[Exercise]: After locating the line that contains "use crate::vectorizer::HashingVectorizer;" in the records below, write out exactly that line and each line after it through the one that contains "model save, so", and nothing else.

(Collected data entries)
========================

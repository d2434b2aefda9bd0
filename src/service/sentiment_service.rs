use std::slice;
use std::sync::Arc;

use chrono::Utc;
use parking_lot::Mutex;
use tracing::{debug, warn};

use crate::classifiers::OnlineClassifier;
use crate::config::DataPaths;
use crate::core::{Feedback, Sentiment};
use crate::error::Result;
use crate::service::Pipeline;
use crate::storage::{ModelStore, ReviewLog};
use crate::vectorizer::HashingVectorizer;

#[derive(Debug, Clone, Copy, PartialEq)]
pub struct Prediction {
    pub sentiment: Sentiment,
    /// Probability of `sentiment`, in [0.5, 1].
    pub probability: f64,
}

impl Prediction {
    /// Probability as a percentage rounded to two decimals.
    pub fn percent(&self) -> f64 {
        (self.probability * 10_000.0).round() / 100.0
    }
}

/// Shared state behind the web handlers.
///
/// The classifier lock is held across both the update and the model save, so
/// concurrent feedback is applied one at a time and never lost.
pub struct SentimentService {
    vectorizer: Arc<HashingVectorizer>,
    classifier: Mutex<Box<dyn OnlineClassifier>>,
    log: Mutex<ReviewLog>,
    store: Option<ModelStore>,
}

impl SentimentService {
    pub fn new(
        vectorizer: Arc<HashingVectorizer>,
        classifier: Box<dyn OnlineClassifier>,
        log: ReviewLog,
    ) -> Self {
        Self {
            vectorizer,
            classifier: Mutex::new(classifier),
            log: Mutex::new(log),
            store: None,
        }
    }

    /// Persist the model after every feedback update.
    pub fn with_model_store(mut self, store: ModelStore) -> Self {
        self.store = Some(store);
        self
    }

    pub fn open(paths: &DataPaths, persist_feedback: bool) -> Result<Self> {
        let log = ReviewLog::open(paths.database())?;
        let pipeline = Pipeline::load(paths)?;
        let service = Self::new(pipeline.vectorizer, pipeline.classifier, log);
        Ok(if persist_feedback {
            service.with_model_store(ModelStore::new(paths.classifier()))
        } else {
            service
        })
    }

    pub fn vectorizer(&self) -> &HashingVectorizer {
        &self.vectorizer
    }

    pub fn classify(&self, text: &str) -> Prediction {
        let x = self.vectorizer.transform_one(text);
        let proba = self.classifier.lock().predict_proba(&x);

        let sentiment = if proba[Sentiment::Positive.index()] > proba[Sentiment::Negative.index()] {
            Sentiment::Positive
        } else {
            Sentiment::Negative
        };
        Prediction {
            sentiment,
            probability: proba[sentiment.index()],
        }
    }

    /// Trains on one review and appends it to the log. Returns the label used.
    ///
    /// The update, the model save and the log row succeed or fail together:
    /// on any failure the log row is rolled back and the model, in memory and
    /// on disk, is restored to its state before the call.
    pub fn record_feedback(
        &self,
        review: &str,
        shown: Sentiment,
        feedback: Feedback,
    ) -> Result<Sentiment> {
        let label = feedback.resolve(shown);
        let x = self.vectorizer.transform_one(review);

        let mut classifier = self.classifier.lock();
        let mut log = self.log.lock();

        let staged = log.stage_review(review, label, Utc::now())?;
        let before = classifier.export_state();
        classifier.partial_fit(slice::from_ref(&x), &[label])?;

        let committed = match &self.store {
            Some(store) => store.save(self.vectorizer.config(), &**classifier),
            None => Ok(()),
        }
        .and_then(|()| staged.commit());

        if let Err(e) = committed {
            warn!("Feedback not recorded, restoring previous model: {e}");
            *classifier = before.into_classifier()?;
            if let Some(store) = &self.store {
                store.save(self.vectorizer.config(), &**classifier)?;
            }
            return Err(e);
        }

        debug!("Feedback {feedback} on {shown} recorded as {label}");
        Ok(label)
    }

    pub fn logged_reviews(&self) -> Result<u64> {
        self.log.lock().count()
    }
}
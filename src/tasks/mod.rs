mod batch_updater;
mod progress;
mod setup;

pub use batch_updater::{BatchUpdater, update_model};
pub use progress::{BatchSnapshot, UpdateReport};
pub use setup::{BOOTSTRAP_REVIEWS, SetupReport, run_setup};
mod review_record;
mod sentiment;

pub use review_record::{ReviewRecord, TIMESTAMP_FORMAT, format_timestamp};
pub use sentiment::{Feedback, Sentiment, parse_field};
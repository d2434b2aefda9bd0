use std::fs;
use std::path::{Path, PathBuf};

use chrono::{DateTime, Utc};
use rusqlite::{Connection, OpenFlags, Transaction, params};
use tracing::{debug, info};

use crate::core::{ReviewRecord, Sentiment, format_timestamp};
use crate::error::{Result, SentimentError};

const CREATE_TABLE: &str = "CREATE TABLE review_db (review TEXT, sentiment INTEGER, date TEXT)";
const INSERT: &str = "INSERT INTO review_db (review, sentiment, date) VALUES (?1, ?2, ?3)";
const SELECT_NEWEST_FIRST: &str =
    "SELECT review, sentiment, date FROM review_db ORDER BY date DESC, rowid DESC";

/// Append-only SQLite log of reviews and the label they were resolved to.
pub struct ReviewLog {
    conn: Connection,
    path: PathBuf,
}

impl ReviewLog {
    pub fn open(path: impl AsRef<Path>) -> Result<Self> {
        let path = path.as_ref();
        if !path.exists() {
            return Err(SentimentError::missing(path));
        }
        let conn = Connection::open_with_flags(
            path,
            OpenFlags::SQLITE_OPEN_READ_WRITE | OpenFlags::SQLITE_OPEN_NO_MUTEX,
        )?;
        debug!("Opened review log at {}", path.display());
        Ok(Self {
            conn,
            path: path.to_path_buf(),
        })
    }

    /// Destroys any existing log at `path` and creates an empty table.
    pub fn create_fresh(path: impl AsRef<Path>) -> Result<Self> {
        let path = path.as_ref();
        if path.exists() {
            fs::remove_file(path)?;
            info!("Removed existing review log at {}", path.display());
        }
        if let Some(parent) = path.parent() {
            fs::create_dir_all(parent)?;
        }

        let conn = Connection::open(path)?;
        conn.execute(CREATE_TABLE, [])?;
        info!("Review log initialized at {}", path.display());
        Ok(Self {
            conn,
            path: path.to_path_buf(),
        })
    }

    pub fn path(&self) -> &Path {
        &self.path
    }

    pub fn append_review(&self, text: &str, sentiment: Sentiment, at: DateTime<Utc>) -> Result<()> {
        self.conn.execute(
            INSERT,
            params![text, i64::from(sentiment.label()), format_timestamp(at)],
        )?;
        Ok(())
    }

    /// Inserts a row inside an open transaction. The row is only kept if the
    /// returned handle is committed; dropping it rolls the insert back.
    pub fn stage_review(
        &mut self,
        text: &str,
        sentiment: Sentiment,
        at: DateTime<Utc>,
    ) -> Result<StagedReview<'_>> {
        let tx = self.conn.transaction()?;
        tx.execute(
            INSERT,
            params![text, i64::from(sentiment.label()), format_timestamp(at)],
        )?;
        Ok(StagedReview { tx })
    }

    pub fn count(&self) -> Result<u64> {
        let n: i64 = self
            .conn
            .query_row("SELECT COUNT(*) FROM review_db", [], |row| row.get(0))?;
        Ok(n as u64)
    }

    /// Every record, newest first.
    pub fn read_all(&self) -> Result<Vec<ReviewRecord>> {
        let mut out = Vec::new();
        self.for_each_batch(usize::MAX, |batch| {
            out.extend_from_slice(batch);
            Ok(())
        })?;
        Ok(out)
    }

    /// Hands out the records newest first in slices of at most `batch_size`.
    /// Returns the number of batches visited.
    pub fn for_each_batch<F>(&self, batch_size: usize, mut visit: F) -> Result<usize>
    where
        F: FnMut(&[ReviewRecord]) -> Result<()>,
    {
        if batch_size == 0 {
            return Err(SentimentError::invalid("batch_size must be > 0"));
        }

        let mut stmt = self.conn.prepare(SELECT_NEWEST_FIRST)?;
        let rows = stmt.query_map([], |row| {
            Ok((
                row.get::<_, String>(0)?,
                row.get::<_, i64>(1)?,
                row.get::<_, String>(2)?,
            ))
        })?;

        let mut batch = Vec::with_capacity(batch_size.min(1024));
        let mut batches = 0;
        for row in rows {
            let (text, label, date) = row?;
            batch.push(ReviewRecord {
                text,
                sentiment: Sentiment::from_label(label)?,
                date,
            });
            if batch.len() == batch_size {
                visit(&batch)?;
                batches += 1;
                batch.clear();
            }
        }
        if !batch.is_empty() {
            visit(&batch)?;
            batches += 1;
        }
        Ok(batches)
    }
}

/// A log row written but not yet committed.
pub struct StagedReview<'a> {
    tx: Transaction<'a>,
}

impl StagedReview<'_> {
    pub fn commit(self) -> Result<()> {
        self.tx.commit()?;
        Ok(())
    }
}

#[cfg(test)]
mod tests {
    use super::*;
    use chrono::{Duration, TimeZone};
    use tempfile::TempDir;

    fn fresh() -> (TempDir, ReviewLog) {
        let dir = TempDir::new().unwrap();
        let log = ReviewLog::create_fresh(dir.path().join("reviews.sqlite")).unwrap();
        (dir, log)
    }

    fn at(minute: i64) -> DateTime<Utc> {
        Utc.with_ymd_and_hms(2024, 3, 1, 12, 0, 0).unwrap() + Duration::minutes(minute)
    }

    #[test]
    fn open_missing_file_is_reported() {
        let dir = TempDir::new().unwrap();
        let path = dir.path().join("nope.sqlite");
        match ReviewLog::open(&path) {
            Err(SentimentError::MissingFile { path: p }) => assert_eq!(p, path),
            other => panic!("expected MissingFile, got {:?}", other.err()),
        }
    }

    #[test]
    fn append_then_read_newest_first() {
        let (_dir, log) = fresh();
        log.append_review("first review", Sentiment::Positive, at(0))
            .unwrap();
        log.append_review("second review", Sentiment::Negative, at(5))
            .unwrap();
        log.append_review("third review", Sentiment::Positive, at(2))
            .unwrap();

        let rows = log.read_all().unwrap();
        let texts: Vec<&str> = rows.iter().map(|r| r.text.as_str()).collect();
        assert_eq!(texts, vec!["second review", "third review", "first review"]);
        assert_eq!(rows[0].sentiment, Sentiment::Negative);
        assert_eq!(rows[0].date, "2024-03-01 12:05:00");
        assert_eq!(log.count().unwrap(), 3);
    }

    #[test]
    fn staged_row_is_kept_only_on_commit() {
        let (_dir, mut log) = fresh();

        let staged = log
            .stage_review("rolled back review", Sentiment::Positive, at(0))
            .unwrap();
        drop(staged);
        assert_eq!(log.count().unwrap(), 0);

        log.stage_review("committed review", Sentiment::Negative, at(1))
            .unwrap()
            .commit()
            .unwrap();
        let rows = log.read_all().unwrap();
        assert_eq!(rows.len(), 1);
        assert_eq!(rows[0].text, "committed review");
    }

    #[test]
    fn same_timestamp_ties_break_newest_row_first() {
        let (_dir, log) = fresh();
        log.append_review("older", Sentiment::Positive, at(1)).unwrap();
        log.append_review("newer", Sentiment::Positive, at(1)).unwrap();
        let rows = log.read_all().unwrap();
        assert_eq!(rows[0].text, "newer");
    }

    #[test]
    fn batches_respect_the_size() {
        let (_dir, log) = fresh();
        for i in 0..7 {
            log.append_review(&format!("review {i}"), Sentiment::Positive, at(i))
                .unwrap();
        }

        let mut sizes = Vec::new();
        let batches = log
            .for_each_batch(3, |b| {
                sizes.push(b.len());
                Ok(())
            })
            .unwrap();
        assert_eq!(batches, 3);
        assert_eq!(sizes, vec![3, 3, 1]);
    }

    #[test]
    fn empty_log_visits_nothing() {
        let (_dir, log) = fresh();
        let batches = log
            .for_each_batch(10, |_| panic!("no batch expected"))
            .unwrap();
        assert_eq!(batches, 0);
        assert!(log.read_all().unwrap().is_empty());
    }

    #[test]
    fn zero_batch_size_is_rejected() {
        let (_dir, log) = fresh();
        assert!(matches!(
            log.for_each_batch(0, |_| Ok(())),
            Err(SentimentError::InvalidInput(_))
        ));
    }

    #[test]
    fn create_fresh_destroys_previous_contents() {
        let (dir, log) = fresh();
        log.append_review("kept?", Sentiment::Negative, at(0)).unwrap();
        drop(log);

        let log = ReviewLog::create_fresh(dir.path().join("reviews.sqlite")).unwrap();
        assert_eq!(log.count().unwrap(), 0);
    }

    #[test]
    fn foreign_label_values_are_rejected() {
        let (_dir, log) = fresh();
        log.conn
            .execute(
                "INSERT INTO review_db (review, sentiment, date) VALUES ('odd', 3, '2024-01-01 00:00:00')",
                [],
            )
            .unwrap();
        assert!(matches!(
            log.read_all(),
            Err(SentimentError::InvalidInput(_))
        ));
    }

    #[test]
    fn reopen_sees_appended_rows() {
        let (dir, log) = fresh();
        log.append_review("persisted", Sentiment::Positive, at(0))
            .unwrap();
        drop(log);

        let log = ReviewLog::open(dir.path().join("reviews.sqlite")).unwrap();
        assert_eq!(log.read_all().unwrap()[0].text, "persisted");
    }
}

========================

[Answer section]:
use crate::vectorizer::HashingVectorizer;

#[derive(Debug, Clone, Copy, PartialEq)]
pub struct Prediction {
    pub sentiment: Sentiment,
    /// Probability of `sentiment`, in [0.5, 1].
    pub probability: f64,
}

impl Prediction {
    /// Probability as a percentage rounded to two decimals.
    pub fn percent(&self) -> f64 {
        (self.probability * 10_000.0).round() / 100.0
    }
}

/// Shared state behind the web handlers.
///
/// The classifier lock is held across both the update and the model save, so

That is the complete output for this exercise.